The Federation Of Regulatory Counsel (FORC) is a national association of attorneys specialized in the arena of insurance regulatory law. FORC published the paper VEBAS, ERISA, AND OTHER CLOAKING DEVICES, that describes the use of VEBAs and Captives and the potential regulatory issues that could develop.
“A program will draw regulatory attention for review as unauthorized insurance by utilizing descriptions such as “VEBA,” “ERISA exempt,” and similar reference to federal nomenclature while avoiding licensure as an admitted insurer or MEWA or registration as an RRG, or causing the transfer of benefit risk to an entity unauthorized to accept such risk. A program which boasts low rates and minimal or no underwriting will invite heightened regulatory attention. An “exempt” program, which employs insurance agents to transact the program, will ensure regulatory attention, even when the agents are characterized as “labor consultants” or “business agents” to “enroll” or “negotiate” with potential association or union members. Legitimate ERISA plans, if properly established, may avert state insurance regulation. The funding of a benefit program through a VEBA will not, alone, evoke similar federal preemption or state exemption unless provided by state law…”.

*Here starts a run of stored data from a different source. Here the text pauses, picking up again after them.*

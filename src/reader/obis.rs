//! OBIS line dispatch.
//!
//! The numeric key of a line is every decimal digit before the first `(`,
//! concatenated: `1-0:1.8.1(...)` becomes 10181, `0-0:96.14.0(...)`
//! becomes 96140. Dispatch goes through a sparse table so vendor variants
//! can add codes without touching the decode loop; unknown keys are noted
//! at debug level and skipped.

use super::snapshot::MeterReading;
use super::values::{double_parenthesis, first_parenthesis, until_star, FixedValue};
use log::debug;
use std::collections::HashMap;

type QuantityField = fn(&mut MeterReading) -> &mut FixedValue;
type CounterField = fn(&mut MeterReading) -> &mut u32;
type TextField = fn(&mut MeterReading) -> &mut String;

enum FieldRule {
    /// First-parenthesis value into a string field.
    Text(TextField),
    /// First-parenthesis value parsed as an integer count.
    Counter(CounterField),
    /// Until-star value into a fixed-point field.
    Quantity(QuantityField),
    /// Until-star value destined for a tariff band; the swap rule picks
    /// the partner field when inversion is configured.
    TariffQuantity {
        normal: QuantityField,
        swapped: QuantityField,
    },
    /// The active tariff band indicator, 1 and 2 trade places under
    /// inversion.
    TariffIndicator,
    /// Compound `(timestamp)(value*unit)` gas line, stored in both
    /// encodings.
    Gas,
    /// Free-form remainder of the line (power failure event log).
    EventLog(TextField),
    /// Known code, nothing we keep.
    Ignore,
}

pub struct ObisTable {
    rules: HashMap<u32, FieldRule>,
    invert_tariff: bool,
}

impl ObisTable {
    pub fn new(invert_tariff: bool) -> Self {
        use FieldRule::*;
        let mut rules: HashMap<u32, FieldRule> = HashMap::new();

        // identity
        rules.insert(9614, Text(|r| &mut r.p1_version)); // 0-0:96.1.4
        rules.insert(100, Text(|r| &mut r.timestamp)); // 0-0:1.0.0
        rules.insert(9611, Text(|r| &mut r.equipment_id)); // 0-0:96.1.1
        rules.insert(19610, Text(|r| &mut r.equipment_id2)); // 0-1:96.1.0

        // energy counters, tariff-banded
        rules.insert(
            10181, // 1-0:1.8.1
            TariffQuantity {
                normal: |r| &mut r.electricity_used_tariff1,
                swapped: |r| &mut r.electricity_used_tariff2,
            },
        );
        rules.insert(
            10182, // 1-0:1.8.2
            TariffQuantity {
                normal: |r| &mut r.electricity_used_tariff2,
                swapped: |r| &mut r.electricity_used_tariff1,
            },
        );
        rules.insert(
            10281, // 1-0:2.8.1
            TariffQuantity {
                normal: |r| &mut r.electricity_returned_tariff1,
                swapped: |r| &mut r.electricity_returned_tariff2,
            },
        );
        rules.insert(
            10282, // 1-0:2.8.2
            TariffQuantity {
                normal: |r| &mut r.electricity_returned_tariff2,
                swapped: |r| &mut r.electricity_returned_tariff1,
            },
        );
        rules.insert(96140, TariffIndicator); // 0-0:96.14.0

        // instantaneous power
        rules.insert(10170, Quantity(|r| &mut r.power_delivered)); // 1-0:1.7.0
        rules.insert(10270, Quantity(|r| &mut r.power_returned)); // 1-0:2.7.0
        rules.insert(102170, Quantity(|r| &mut r.power_delivered_l1)); // 1-0:21.7.0
        rules.insert(104170, Quantity(|r| &mut r.power_delivered_l2)); // 1-0:41.7.0
        rules.insert(106170, Quantity(|r| &mut r.power_delivered_l3)); // 1-0:61.7.0
        rules.insert(102270, Quantity(|r| &mut r.power_returned_l1)); // 1-0:22.7.0
        rules.insert(104270, Quantity(|r| &mut r.power_returned_l2)); // 1-0:42.7.0
        rules.insert(106270, Quantity(|r| &mut r.power_returned_l3)); // 1-0:62.7.0

        // per-phase voltage and current
        rules.insert(103270, Quantity(|r| &mut r.voltage_l1)); // 1-0:32.7.0
        rules.insert(105270, Quantity(|r| &mut r.voltage_l2)); // 1-0:52.7.0
        rules.insert(107270, Quantity(|r| &mut r.voltage_l3)); // 1-0:72.7.0
        rules.insert(103170, Quantity(|r| &mut r.current_l1)); // 1-0:31.7.0
        rules.insert(105170, Quantity(|r| &mut r.current_l2)); // 1-0:51.7.0
        rules.insert(107170, Quantity(|r| &mut r.current_l3)); // 1-0:71.7.0

        // quality counters
        rules.insert(96721, Counter(|r| &mut r.power_failures)); // 0-0:96.7.21
        rules.insert(9679, Counter(|r| &mut r.long_power_failures)); // 0-0:96.7.9
        rules.insert(1099970, EventLog(|r| &mut r.long_failures_log)); // 1-0:99.97.0
        rules.insert(1032320, Counter(|r| &mut r.voltage_sags_l1)); // 1-0:32.32.0
        rules.insert(1052320, Counter(|r| &mut r.voltage_sags_l2)); // 1-0:52.32.0
        rules.insert(1072320, Counter(|r| &mut r.voltage_sags_l3)); // 1-0:72.32.0
        rules.insert(1032360, Counter(|r| &mut r.voltage_swells_l1)); // 1-0:32.36.0
        rules.insert(1052360, Counter(|r| &mut r.voltage_swells_l2)); // 1-0:52.36.0
        rules.insert(1072360, Counter(|r| &mut r.voltage_swells_l3)); // 1-0:72.36.0

        // gas
        rules.insert(12421, Gas); // 0-1:24.2.1

        // seen in the wild, intentionally not kept
        for code in [10140, 10160, 96310, 1700, 103140, 96130, 9810] {
            rules.insert(code, Ignore);
        }

        ObisTable {
            rules,
            invert_tariff,
        }
    }

    /// Decodes one raw line into the reading. Lines without a known key
    /// leave the reading untouched.
    pub fn apply(&self, line: &str, reading: &mut MeterReading) {
        let Some(code) = line_code(line) else {
            return;
        };

        match self.rules.get(&code) {
            Some(FieldRule::Text(field)) => {
                *field(reading) = first_parenthesis(line);
            }
            Some(FieldRule::Counter(field)) => {
                *field(reading) = first_parenthesis(line).parse().unwrap_or(0);
            }
            Some(FieldRule::Quantity(field)) => {
                *field(reading) = FixedValue::parse(&until_star(line));
            }
            Some(FieldRule::TariffQuantity { normal, swapped }) => {
                let field = if self.invert_tariff { swapped } else { normal };
                *field(reading) = FixedValue::parse(&until_star(line));
            }
            Some(FieldRule::TariffIndicator) => {
                let band: u32 = first_parenthesis(line).parse().unwrap_or(0);
                reading.tariff_indicator = if self.invert_tariff {
                    if band == 1 {
                        2
                    } else {
                        1
                    }
                } else {
                    band
                };
            }
            Some(FieldRule::Gas) => {
                let value = double_parenthesis(line);
                reading.gas_no_decimals = value.chars().filter(|c| *c != '.').collect();
                reading.gas_received_5min = value;
            }
            Some(FieldRule::EventLog(field)) => {
                if let Some(p) = line.find('(') {
                    *field(reading) = line[p..].trim_end().to_string();
                }
            }
            Some(FieldRule::Ignore) => {}
            None => {
                debug!("[P1] Unrecognized line key {code}");
            }
        }
    }
}

/// Concatenates every digit before the first `(` into the dispatch key.
/// A line without a `(` carries no payload and never dispatches.
fn line_code(line: &str) -> Option<u32> {
    let mut digits = String::new();
    for c in line.chars() {
        if c == '(' {
            return digits.parse().ok();
        }
        if c.is_ascii_digit() {
            digits.push(c);
        }
    }
    None
}
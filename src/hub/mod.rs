//! Fan-out of completed telegrams.
//!
//! Every sink registers a bounded channel; `publish` walks the sinks in
//! registration order and `try_send`s, so a slow, wedged or dead sink
//! costs exactly one dropped reading for itself and nothing for the
//! others. The last published event stays queryable for subsystems that
//! want "latest decoded" on demand (console `raw`, web UI).

use crate::reader::snapshot::MeterReading;
use lazy_static::lazy_static;
use log::{info, warn};
use std::sync::{Arc, RwLock};
use tokio::sync::mpsc;
use tokio::sync::mpsc::error::TrySendError;

/// One completed reading plus the verbatim datagram text it came from.
#[derive(Debug, Clone)]
pub struct TelegramEvent {
    pub reading: MeterReading,
    pub raw: String,
}

const SINK_QUEUE: usize = 4;

struct SinkSlot {
    name: &'static str,
    tx: mpsc::Sender<Arc<TelegramEvent>>,
}

pub struct DistributionHub {
    sinks: Vec<SinkSlot>,
}

lazy_static! {
    static ref LAST_EVENT: RwLock<Option<Arc<TelegramEvent>>> = RwLock::new(None);
}

/// The most recently published telegram, if any cycle has completed yet.
pub fn last_event() -> Option<Arc<TelegramEvent>> {
    LAST_EVENT.read().unwrap().clone()
}

impl DistributionHub {
    pub fn new() -> Self {
        DistributionHub { sinks: Vec::new() }
    }

    /// Adds a sink and hands back its receiving end. Registration is
    /// additive only; sinks live as long as the process.
    pub fn register(&mut self, name: &'static str) -> mpsc::Receiver<Arc<TelegramEvent>> {
        let (tx, rx) = mpsc::channel(SINK_QUEUE);
        self.sinks.push(SinkSlot { name, tx });
        info!("[HUB] Registered sink {name}");
        rx
    }

    /// Delivers one event to every sink, in registration order, without
    /// blocking on any of them.
    pub fn publish(&self, event: TelegramEvent) {
        let event = Arc::new(event);
        *LAST_EVENT.write().unwrap() = Some(event.clone());

        for sink in &self.sinks {
            match sink.tx.try_send(event.clone()) {
                Ok(()) => {}
                Err(TrySendError::Full(_)) => {
                    warn!("[HUB] Sink {} congested, reading dropped", sink.name);
                }
                Err(TrySendError::Closed(_)) => {
                    warn!("[HUB] Sink {} is gone", sink.name);
                }
            }
        }
    }
}

impl Default for DistributionHub {
    fn default() -> Self {
        Self::new()
    }
}

#[cfg(test)]
mod tests {
    use super::*;

    fn event(n: u32) -> TelegramEvent {
        let mut reading = MeterReading::default();
        reading.power_failures = n;
        TelegramEvent {
            reading,
            raw: format!("telegram {n}"),
        }
    }

    #[tokio::test]
    async fn test_congested_sink_does_not_block_the_next() {
        let mut hub = DistributionHub::new();
        let mut stuck = hub.register("stuck");
        let mut healthy = hub.register("healthy");

        // the stuck sink never drains; its queue fills after SINK_QUEUE
        for n in 0..(SINK_QUEUE as u32 + 2) {
            hub.publish(event(n));
            let got = healthy.try_recv().expect("healthy sink starved");
            assert_eq!(got.reading.power_failures, n);
        }

        // the stuck sink kept only what fit, oldest first
        let mut kept = 0;
        while stuck.try_recv().is_ok() {
            kept += 1;
        }
        assert_eq!(kept, SINK_QUEUE);
    }

    #[tokio::test]
    async fn test_closed_sink_is_skipped() {
        let mut hub = DistributionHub::new();
        let dead = hub.register("dead");
        let mut alive = hub.register("alive");
        drop(dead);

        hub.publish(event(7));
        assert_eq!(alive.try_recv().unwrap().reading.power_failures, 7);
    }

    #[tokio::test]
    async fn test_last_event_is_retained() {
        let hub = DistributionHub::new();
        hub.publish(event(42));
        // LAST_EVENT is process-global and other tests publish too, so
        // only assert that publishing retains something queryable
        assert!(last_event().is_some());
    }
}
//! Compiled manuscript output.

use crate::{ChapterDraft, WorkflowSession};
use derive_getters::Getters;
use std::fmt::Write as _;
use std::path::Path;
use tracing::{info, instrument};
use whodunit_error::{IoError, WhodunitResult, WorkflowError, WorkflowErrorKind};

/// File rendering of a [`Manuscript`].
#[derive(Debug, Clone, Copy, Default, PartialEq, Eq, Hash, strum::Display)]
#[strum(serialize_all = "snake_case")]
pub enum ManuscriptFormat {
    /// Markdown headings, critique appended.
    #[default]
    Markdown,
    /// Underlined headings, no critique.
    PlainText,
}

/// A finished book assembled from a session.
#[derive(Debug, Clone, PartialEq, Eq, Getters)]
pub struct Manuscript {
    /// Book title
    title: String,
    /// Chapters in order
    chapters: Vec<ChapterDraft>,
    /// Editorial critique, if one was generated
    critique: Option<String>,
}

impl Manuscript {
    /// Assemble a manuscript from a session whose chapters are all drafted.
    pub fn compile(session: &WorkflowSession) -> Result<Self, WorkflowError> {
        if session.outline().is_none() {
            return Err(WorkflowError::new(WorkflowErrorKind::MissingStage(
                "outline".to_string(),
            )));
        }

        let missing = session.missing_chapters();
        if !missing.is_empty() {
            return Err(WorkflowError::new(WorkflowErrorKind::IncompleteDraft(
                missing,
            )));
        }

        Ok(Self {
            title: session.title(),
            chapters: session.drafts().into_iter().cloned().collect(),
            critique: session.critique().clone(),
        })
    }

    /// Markdown with a title heading and one section per chapter.
    ///
    /// The critique is appended as a separate section when requested.
    pub fn to_markdown(&self, include_critique: bool) -> String {
        let mut out = format!("# {}\n", self.title);
        for chapter in &self.chapters {
            let _ = write!(
                out,
                "\n## Chapter {}: {}\n\n{}\n",
                chapter.number(),
                chapter.title(),
                chapter.text().trim()
            );
        }

        if let Some(critique) = self.critique.as_ref().filter(|_| include_critique) {
            let _ = write!(out, "\n---\n\n## Editorial Critique\n\n{}\n", critique.trim());
        }
        out
    }

    /// Plain text with underlined headings and no markup.
    pub fn to_plain_text(&self) -> String {
        let mut out = format!("{}\n{}\n", self.title, "=".repeat(self.title.chars().count()));
        for chapter in &self.chapters {
            let heading = format!("Chapter {}: {}", chapter.number(), chapter.title());
            let _ = write!(
                out,
                "\n{}\n{}\n\n{}\n",
                heading,
                "-".repeat(heading.chars().count()),
                chapter.text().trim()
            );
        }
        out
    }

    /// Words of chapter prose, excluding headings and critique.
    pub fn word_count(&self) -> usize {
        self.chapters.iter().map(ChapterDraft::word_count).sum()
    }

    /// The manuscript rendered as `format`.
    pub fn render(&self, format: ManuscriptFormat) -> String {
        match format {
            ManuscriptFormat::Markdown => self.to_markdown(true),
            ManuscriptFormat::PlainText => self.to_plain_text(),
        }
    }

    /// Write the rendering to `path`, creating parent directories as needed.
    #[instrument(skip_all, fields(path = %path.as_ref().display(), %format))]
    pub fn write(&self, path: impl AsRef<Path>, format: ManuscriptFormat) -> WhodunitResult<()> {
        let path = path.as_ref();
        if let Some(parent) = path.parent().filter(|p| !p.as_os_str().is_empty()) {
            std::fs::create_dir_all(parent)
                .map_err(|e| IoError::new(parent.display().to_string(), e.to_string()))?;
        }
        std::fs::write(path, self.render(format))
            .map_err(|e| IoError::new(path.display().to_string(), e.to_string()))?;

        info!(
            chapters = self.chapters.len(),
            words = self.word_count(),
            "Manuscript written"
        );
        Ok(())
    }
}
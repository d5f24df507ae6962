//! OpenAI-compatible chat completions client.

mod client;
mod conversions;
mod dto;

pub use client::OpenAICompatibleClient;
pub use dto::{ChatMessage, ChatRequest, ChatResponse};
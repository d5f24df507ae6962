//! Queue configuration.

use derive_getters::Getters;
use serde::{Deserialize, Serialize};
use std::time::Duration;

/// How the drain worker discovers pending work.
#[derive(Debug, Clone, Copy, Default, PartialEq, Eq, Hash, Serialize, Deserialize)]
#[serde(rename_all = "snake_case")]
pub enum DrainMode {
    /// Wake as soon as work is submitted or the in-flight task settles.
    #[default]
    EventDriven,
    /// Check once per clock tick and start at most one entry per tick.
    Polling {
        /// Time between ticks
        interval: Duration,
    },
}

/// Configuration for a [`crate::TaskQueue`].
#[derive(Debug, Clone, PartialEq, Eq, Getters, derive_builder::Builder)]
#[builder(setter(into))]
pub struct QueueConfig {
    /// Name used in log output
    #[builder(default = "String::from(\"default\")")]
    name: String,
    /// Drain strategy
    #[builder(default)]
    drain_mode: DrainMode,
    /// Per-task time limit; `None` lets a task run forever
    #[builder(default)]
    task_timeout: Option<Duration>,
}

impl QueueConfig {
    /// Returns a builder for QueueConfig.
    pub fn builder() -> QueueConfigBuilder {
        QueueConfigBuilder::default()
    }

    /// Event-driven queue with the given name.
    pub fn event_driven(name: impl Into<String>) -> Self {
        Self {
            name: name.into(),
            drain_mode: DrainMode::EventDriven,
            task_timeout: None,
        }
    }

    /// Polling queue with the given name and tick interval.
    pub fn polling(name: impl Into<String>, interval: Duration) -> Self {
        Self {
            name: name.into(),
            drain_mode: DrainMode::Polling { interval },
            task_timeout: None,
        }
    }

    /// Returns a copy with a per-task timeout.
    pub fn with_task_timeout(mut self, timeout: Option<Duration>) -> Self {
        self.task_timeout = timeout;
        self
    }
}

impl Default for QueueConfig {
    fn default() -> Self {
        Self::event_driven("default")
    }
}

#[cfg(test)]
mod tests {
    use super::*;

    #[test]
    fn test_builder_defaults() {
        let config = QueueConfig::builder().build().unwrap();
        assert_eq!(config, QueueConfig::default());
        assert_eq!(config.name(), "default");
        assert_eq!(*config.drain_mode(), DrainMode::EventDriven);
    }

    #[test]
    fn test_builder_overrides() {
        let config = QueueConfig::builder()
            .name("completions")
            .drain_mode(DrainMode::Polling {
                interval: Duration::from_secs(1),
            })
            .task_timeout(Some(Duration::from_secs(90)))
            .build()
            .unwrap();

        assert_eq!(config.name(), "completions");
        assert_eq!(*config.task_timeout(), Some(Duration::from_secs(90)));
    }
}
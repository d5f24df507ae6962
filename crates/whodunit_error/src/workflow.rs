//! Mystery workflow error types.

/// Specific error conditions for workflow operations.
#[derive(Debug, Clone, PartialEq, Eq, Hash)]
pub enum WorkflowErrorKind {
    /// Brief failed validation
    InvalidBrief(String),
    /// Failed to parse the brief TOML
    TomlParse(String),
    /// Outline text contained no recognizable chapters
    OutlineParse(String),
    /// A stage was requested before its inputs exist
    MissingStage(String),
    /// Manuscript compilation attempted with undrafted chapters
    IncompleteDraft(Vec<usize>),
    /// Model produced no usable text for a stage
    EmptyGeneration(String),
}

impl std::fmt::Display for WorkflowErrorKind {
    fn fmt(&self, f: &mut std::fmt::Formatter<'_>) -> std::fmt::Result {
        match self {
            WorkflowErrorKind::InvalidBrief(msg) => write!(f, "Invalid brief: {}", msg),
            WorkflowErrorKind::TomlParse(msg) => write!(f, "Failed to parse TOML: {}", msg),
            WorkflowErrorKind::OutlineParse(msg) => {
                write!(f, "Could not parse outline: {}", msg)
            }
            WorkflowErrorKind::MissingStage(stage) => {
                write!(f, "Stage '{}' has not been completed yet", stage)
            }
            WorkflowErrorKind::IncompleteDraft(missing) => {
                write!(f, "Chapters not yet drafted: {:?}", missing)
            }
            WorkflowErrorKind::EmptyGeneration(stage) => {
                write!(f, "Model returned no text for stage '{}'", stage)
            }
        }
    }
}

/// Error type for workflow operations.
///
/// # Examples
///
/// ```
/// use whodunit_error::{WorkflowError, WorkflowErrorKind};
///
/// let err = WorkflowError::new(WorkflowErrorKind::MissingStage("outline".into()));
/// assert!(format!("{}", err).contains("outline"));
/// ```
#[derive(Debug, Clone)]
pub struct WorkflowError {
    /// The specific error condition
    pub kind: WorkflowErrorKind,
    /// Line number where the error occurred
    pub line: u32,
    /// Source file where the error occurred
    pub file: &'static str,
}

impl WorkflowError {
    /// Create a new WorkflowError with automatic location tracking.
    #[track_caller]
    pub fn new(kind: WorkflowErrorKind) -> Self {
        let location = std::panic::Location::caller();
        Self {
            kind,
            line: location.line(),
            file: location.file(),
        }
    }
}

impl std::fmt::Display for WorkflowError {
    fn fmt(&self, f: &mut std::fmt::Formatter<'_>) -> std::fmt::Result {
        write!(
            f,
            "Workflow Error: {} at line {} in {}",
            self.kind, self.line, self.file
        )
    }
}

impl std::error::Error for WorkflowError {}
//! Configuration and settings failures.

/// Invalid or unreadable settings, with source location.
#[derive(Debug, Clone, derive_more::Error)]
pub struct ConfigError {
    /// Settings file involved, if the problem came from one
    pub path: Option<String>,
    /// What is wrong
    pub message: String,
    /// Line number where the error occurred
    pub line: u32,
    /// File where the error occurred
    pub file: &'static str,
}

impl ConfigError {
    /// Settings error at the current location.
    ///
    /// ```
    /// use whodunit_error::ConfigError;
    ///
    /// let err = ConfigError::new("queue.interval_ms must be positive");
    /// assert!(err.path.is_none());
    /// assert!(err.to_string().starts_with("Configuration Error: queue.interval_ms"));
    /// ```
    #[track_caller]
    pub fn new(message: impl Into<String>) -> Self {
        let location = std::panic::Location::caller();
        Self {
            path: None,
            message: message.into(),
            line: location.line(),
            file: location.file(),
        }
    }

    /// Settings error raised while reading `path`.
    #[track_caller]
    pub fn in_file(path: impl Into<String>, message: impl Into<String>) -> Self {
        Self {
            path: Some(path.into()),
            ..Self::new(message)
        }
    }
}

impl std::fmt::Display for ConfigError {
    fn fmt(&self, f: &mut std::fmt::Formatter<'_>) -> std::fmt::Result {
        write!(f, "Configuration Error: {}", self.message)?;
        if let Some(path) = &self.path {
            write!(f, " in {}", path)?;
        }
        write!(f, " at line {} in {}", self.line, self.file)
    }
}
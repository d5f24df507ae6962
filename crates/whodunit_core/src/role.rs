//! Role types for conversation participants.

use serde::{Deserialize, Serialize};

/// Who authored a message in a completion conversation.
#[derive(
    Debug,
    Clone,
    Copy,
    PartialEq,
    Eq,
    PartialOrd,
    Ord,
    Hash,
    Serialize,
    Deserialize,
    strum::Display,
    strum::AsRefStr,
)]
#[serde(rename_all = "lowercase")]
#[strum(serialize_all = "lowercase")]
pub enum Role {
    System,
    User,
    Assistant,
}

While attorneys agree that a VEBA Trust structure is legal, any company being presented a product concept that includes a VEBA Trust or Insurance Captive arrangement should require the promoter to provide the following in writing:
- Is this plan fully insured or self-funded?
- If fully insured, why do I need stop-loss insurance?
- Who is the originator of the VEBA? (Require an exact copy of the Trust Document and proof of its filing date and home situs)
- Who are the current VEBA members (employers, not vendors)?
- Who is on the VEBA’s Operating Committee, Board of Directors and/or Board of Trustees?
- What actuarial firm developed the rates and claims projections?
- How many groups were used in the analysis?
- What was the average participation rate in the groups? How many insured employees vs. total eligible employees were analyzed?
- How many years of claims data were analyzed?
- If there is a captive entity involved, where is the captive located and to what level is it capitalized? (This is important with unlimited claims liability under ACA rules).
Because these elements are unbundled and not regulated by states as a health insurance company, a staffing company should ask for copies of all contracts between the VEBA Trust and the Fiduciary, its TPA, its Stop-loss carrier, any Captive entity, and any other wellness, underwriter or operations vendor, including coverage limits.
ESC advises staffing companies to conduct thorough due diligence when presented an ACA solution that is not fully insured by a rated domestic health insurance company.
Self-funded major medical insurance exposes employers to regulatory and financial risk not associated with fully insured plans — exposure which can be significant under the unlimited benefits rule of the ACA.